◆ Work item ◆
For each line in the records that contains "copied", make a copy.

(Extracted data entries)
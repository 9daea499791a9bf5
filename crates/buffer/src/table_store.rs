//! Table-level record storage on top of `BufferCache` (§4.7). Grounded in
//! the reference `TableStorage`/`StorageEngine` pair: each table owns an
//! ordered list of data page ids plus a free-space-per-page map, and scans
//! walk that list in ascending page-id order.

use std::collections::HashMap;

use common::{DbError, DbResult, RecordId, Row};
use expr::{EvalContext, Expr};
use storage::{decode_record, encode_record, Page, PageType, TableSchema, HEADER_SIZE, PAYLOAD_SIZE};
use types::Value;

use crate::cache::BufferCache;

struct TableMeta {
    schema: TableSchema,
    data_pages: Vec<u32>,
    free_space: HashMap<u32, u32>,
}

/// Owns every table's data pages and routes record operations through a
/// shared `BufferCache`.
pub struct TableStore {
    cache: BufferCache,
    tables: HashMap<String, TableMeta>,
}

impl TableStore {
    pub fn new(cache: BufferCache) -> Self {
        Self {
            cache,
            tables: HashMap::new(),
        }
    }

    pub fn cache_mut(&mut self) -> &mut BufferCache {
        &mut self.cache
    }

    pub fn table_exists(&self, table: &str) -> bool {
        self.tables.contains_key(table)
    }

    pub fn schema(&self, table: &str) -> DbResult<&TableSchema> {
        self.tables
            .get(table)
            .map(|m| &m.schema)
            .ok_or_else(|| DbError::Semantic(format!("table '{table}' does not exist")))
    }

    /// Registers a freshly-created table with no pages yet allocated.
    pub fn create_table(&mut self, table: &str, schema: TableSchema) -> DbResult<()> {
        if self.tables.contains_key(table) {
            return Err(DbError::Semantic(format!("table '{table}' already exists")));
        }
        self.tables.insert(
            table.to_string(),
            TableMeta {
                schema,
                data_pages: Vec::new(),
                free_space: HashMap::new(),
            },
        );
        Ok(())
    }

    /// Re-registers a table whose data pages already exist on disk,
    /// rediscovered by scanning the page file for matching page types and
    /// table names. Used by catalog bootstrap on reopen.
    pub fn attach_existing_table(
        &mut self,
        table: &str,
        schema: TableSchema,
        pages: Vec<Page>,
    ) -> DbResult<()> {
        let mut meta = TableMeta {
            schema,
            data_pages: Vec::new(),
            free_space: HashMap::new(),
        };
        for page in pages {
            if page.page_type == PageType::Data && page.table_name == table {
                meta.free_space.insert(page.page_id, page.free_space);
                meta.data_pages.push(page.page_id);
            }
        }
        meta.data_pages.sort_unstable();
        self.tables.insert(table.to_string(), meta);
        Ok(())
    }

    fn find_page_with_space(meta: &TableMeta, needed: usize) -> Option<u32> {
        meta.data_pages
            .iter()
            .copied()
            .find(|id| meta.free_space.get(id).copied().unwrap_or(0) as usize >= needed)
    }

    pub fn insert(&mut self, table: &str, values: Vec<Value>) -> DbResult<RecordId> {
        let meta = self
            .tables
            .get(table)
            .ok_or_else(|| DbError::Semantic(format!("table '{table}' does not exist")))?;
        let bytes = encode_record(&values, false, &meta.schema)?;

        let page_id = match Self::find_page_with_space(meta, bytes.len()) {
            Some(id) => id,
            None => {
                let id = self.cache.allocate_page(PageType::Data, table)?;
                let meta = self.tables.get_mut(table).unwrap();
                meta.data_pages.push(id);
                meta.free_space.insert(id, PAYLOAD_SIZE as u32);
                id
            }
        };

        let mut page = self.cache.get_page(page_id)?.clone();
        let offset = page.append_record(&bytes)?;
        let free_space = page.free_space;
        self.cache.put_page(page_id, page, true)?;

        let meta = self.tables.get_mut(table).unwrap();
        meta.free_space.insert(page_id, free_space);

        Ok(RecordId { page_id, offset })
    }

    /// Reads every live record from `table` in ascending page-id order,
    /// applying `predicate` (if any) over the table's schema.
    pub fn scan(&mut self, table: &str, predicate: Option<&Expr>) -> DbResult<Vec<Row>> {
        let page_ids = self
            .tables
            .get(table)
            .ok_or_else(|| DbError::Semantic(format!("table '{table}' does not exist")))?
            .data_pages
            .clone();
        let schema = self.schema(table)?.clone();
        let column_names = schema.column_names();
        let ctx = EvalContext { schema: &column_names };

        let mut rows = Vec::new();
        for page_id in page_ids {
            let page = self.cache.get_page(page_id)?.clone();
            for (values, offset) in decode_live_records(&page, &schema)? {
                let row = Row::new(values).with_rid(RecordId { page_id, offset });
                let keep = match predicate {
                    Some(expr) => ctx.eval_predicate(expr, &row)?,
                    None => true,
                };
                if keep {
                    rows.push(row);
                }
            }
        }
        Ok(rows)
    }

    /// Applies `assignments` (already coerced to each column's declared
    /// type) to every row matching `predicate`, relocating rows that no
    /// longer fit their page after growing.
    pub fn update(
        &mut self,
        table: &str,
        predicate: Option<&Expr>,
        assignments: &[(usize, Value)],
    ) -> DbResult<usize> {
        let page_ids = self
            .tables
            .get(table)
            .ok_or_else(|| DbError::Semantic(format!("table '{table}' does not exist")))?
            .data_pages
            .clone();
        let schema = self.schema(table)?.clone();
        let column_names = schema.column_names();
        let ctx = EvalContext { schema: &column_names };

        let mut updated = 0usize;
        let mut overflow: Vec<Vec<Value>> = Vec::new();

        for page_id in page_ids {
            let mut page = self.cache.get_page(page_id)?.clone();
            let live = decode_live_records(&page, &schema)?;
            let mut survivors: Vec<Vec<u8>> = Vec::with_capacity(live.len());
            let mut survivor_budget = 0usize;
            let mut changed = false;

            for (mut values, offset) in live {
                let row = Row::new(values.clone()).with_rid(RecordId { page_id, offset });
                let matches = match predicate {
                    Some(expr) => ctx.eval_predicate(expr, &row)?,
                    None => true,
                };
                if matches {
                    for (col, val) in assignments {
                        values[*col] = val.clone();
                    }
                    updated += 1;
                    changed = true;
                }

                let bytes = encode_record(&values, false, &schema)?;
                if survivor_budget + bytes.len() <= PAYLOAD_SIZE {
                    survivor_budget += bytes.len();
                    survivors.push(bytes);
                } else {
                    // Grew past what this page can still hold; relocate via
                    // a fresh insert instead (§9: detect overflow, tombstone
                    // and relocate rather than leaving the page inconsistent).
                    changed = true;
                    overflow.push(values);
                }
            }

            if changed {
                page.rewrite(&survivors)?;
                let free_space = page.free_space;
                self.cache.put_page(page_id, page, true)?;
                let meta = self.tables.get_mut(table).unwrap();
                meta.free_space.insert(page_id, free_space);
            }
        }

        for values in overflow {
            self.insert(table, values)?;
        }

        Ok(updated)
    }

    pub fn delete(&mut self, table: &str, predicate: Option<&Expr>) -> DbResult<usize> {
        let page_ids = self
            .tables
            .get(table)
            .ok_or_else(|| DbError::Semantic(format!("table '{table}' does not exist")))?
            .data_pages
            .clone();
        let schema = self.schema(table)?.clone();
        let column_names = schema.column_names();
        let ctx = EvalContext { schema: &column_names };

        let mut deleted = 0usize;
        for page_id in page_ids {
            let mut page = self.cache.get_page(page_id)?.clone();
            let live = decode_live_records(&page, &schema)?;
            let mut survivors: Vec<Vec<u8>> = Vec::with_capacity(live.len());
            let mut changed = false;

            for (values, offset) in live {
                let row = Row::new(values.clone()).with_rid(RecordId { page_id, offset });
                let matches = match predicate {
                    Some(expr) => ctx.eval_predicate(expr, &row)?,
                    None => true,
                };
                if matches {
                    deleted += 1;
                    changed = true;
                } else {
                    survivors.push(encode_record(&values, false, &schema)?);
                }
            }

            if changed {
                page.rewrite(&survivors)?;
                let free_space = page.free_space;
                self.cache.put_page(page_id, page, true)?;
                let meta = self.tables.get_mut(table).unwrap();
                meta.free_space.insert(page_id, free_space);
            }
        }
        Ok(deleted)
    }

    pub fn flush_all(&mut self) -> DbResult<()> {
        self.cache.flush_all()
    }
}

/// Decodes every non-tombstoned record on `page`, returning each record's
/// values and its header-relative byte offset.
fn decode_live_records(page: &Page, schema: &TableSchema) -> DbResult<Vec<(Vec<Value>, u32)>> {
    let mut out = Vec::new();
    let mut offset = 0usize;
    for _ in 0..page.record_count {
        let (values, is_deleted, consumed) = decode_record(&page.payload, offset, schema)?;
        if !is_deleted {
            out.push((values, (HEADER_SIZE + offset) as u32));
        }
        offset += consumed;
    }
    Ok(out)
}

◆ Solution below ◆
            .copied()
            .find(|id| meta.free_space.get(id).copied().unwrap_or(0) as usize >= needed)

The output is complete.